Il prof. Gianni ha spiegato come negli ultimi 10 anni l’avvento dei taxani abbia rappresentato una pietra miliare nello sviluppo della chemioterapia ed ha citato il taoxolo come esempio eccellente di progresso nel trattamento del tumore.
Il taxolo ha raggiunto il suo decimo anniversario lo scorso settembre e, dal 1993, si stima che un milione di paziente abbia ricevuto questo trattamento da quando nel 1993 ottenne la sua prima approvazione per la cura del tumore dell’ovaio in stadio avanzato.
Successivamente il taxolo è stato approvato anche per il trattamento del tumore del seno in stadio avanzato e del tumore non microcitoma del polmone.
“La scoperta e lo sviluppo clinico di taxolo ha avuto un notevole impatto sulle vite delle pazienti ed è uno dei chemioterapici di nuova generazione che ha dimostrato elevate percentuali di risposta negli studi clinici nella malattia in stadio avanzato. – spiega Luca Gianni – Oltre questo incoraggiante risultato, nell’ottica di ottenere ulteriori progressi nei prossimi 10 anni, considerevoli promesse di beneficio vengono da altre modalità di somministrazione di taxolo e dall’utilizzo del farmaco nelle fasi iniziali della malattia“.

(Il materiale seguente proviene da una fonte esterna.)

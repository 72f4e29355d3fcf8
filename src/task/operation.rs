//! The operation descriptor the host runtime hands to the scheduler

use super::completion::{Completion, ExecutionContext};
use super::types::NodeKey;
use crate::device::DeviceType;
use crate::resources::JobId;
use std::fmt;

/// Metadata for one output tensor, used by structural estimators
#[derive(Debug, Clone, PartialEq, Eq)]
pub struct OutputSpec {
    /// `None` when even the rank is unknown; `Some(None)` marks an unknown dim
    pub dims: Option<Vec<Option<u64>>>,
    /// Bytes per element
    pub dtype_size: u64,
    /// Output lives in host memory regardless of the executing device
    pub host_memory: bool,
}

impl OutputSpec {
    pub fn new(dims: &[u64], dtype_size: u64) -> Self {
        OutputSpec {
            dims: Some(dims.iter().map(|d| Some(*d)).collect()),
            dtype_size,
            host_memory: false,
        }
    }

    pub fn unknown_rank(dtype_size: u64) -> Self {
        OutputSpec {
            dims: None,
            dtype_size,
            host_memory: false,
        }
    }

    pub fn in_host_memory(mut self) -> Self {
        self.host_memory = true;
        self
    }
}

/// One unit of work pulled from a job's graph
///
/// Kernel semantics stay with the implementor: the scheduler only reads
/// metadata and calls [`execute`](Operation::execute) once per attempt.
pub trait Operation: Send + Sync + fmt::Debug {
    fn key(&self) -> NodeKey;

    fn job(&self) -> JobId;

    /// Kernel type name, for logs
    fn op_type(&self) -> &str;

    /// Device types this operation has kernels for
    fn supported_device_types(&self) -> Vec<DeviceType>;

    /// Inputs are references to mutable state; such an operation can not be
    /// re-executed after a partial run
    fn has_ref_input(&self) -> bool {
        false
    }

    fn output_specs(&self) -> Option<Vec<OutputSpec>> {
        None
    }

    /// Run the kernel. The implementation must eventually consume
    /// `completion`, either before returning or from another thread.
    fn execute(&self, ctx: ExecutionContext, completion: Completion);
}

Analizzando come si potrebbero realizzare questi obiettivi il prof. Gianni ha concluso: “Sappiamo già da alcuni studi clinici che con semplici variazioni degli schemi e tempi di somministrazione di taxolo, per esempio somministrando il farmaco ogni settimana piuttosto che ogni tre, secondo l’usuale modalità di prescrizione, si potrebbero potenzialmente ottenere maggiori benefici per i nostri pazienti e migliorare al tempo stesso la tollerabilità. Inoltre, l’impiego di taxolo nei casi di tumore del seno in fase iniziale sta già ottenendo importanti risultati. Negli studi clinici cui ho partecipato, come lo studio ECTO, abbiamo riscontrato che il 52% delle pazienti con tumore più grande di 2 cm ha riportato una risposta clinica completa, e un ulteriore 29% ha registrato una risposta parziale. L’elevata attività antitumorale ha comportato per le pazienti una probabilità doppia di evitare una mastectomia se sottoposte a trattamento prima dell’intervento chirurgico, rispetto a quelle trattate solo successivamente. Inoltre l’uso della chemioterapia prima dell’intervento consente di investigare le determinanti biologiche della risposta al tumore, aprendo la strada alla possibilità di confezionare trattamenti ‘su misura’ per i bisogni individuali. Questi risultati non possono essere ignorati e continuiamo a esplorare i modi per ottimizzare le modalità di somministrazione con l’obiettivo di ampliare i risultati ottenuti in questi ultimi 10 anni.”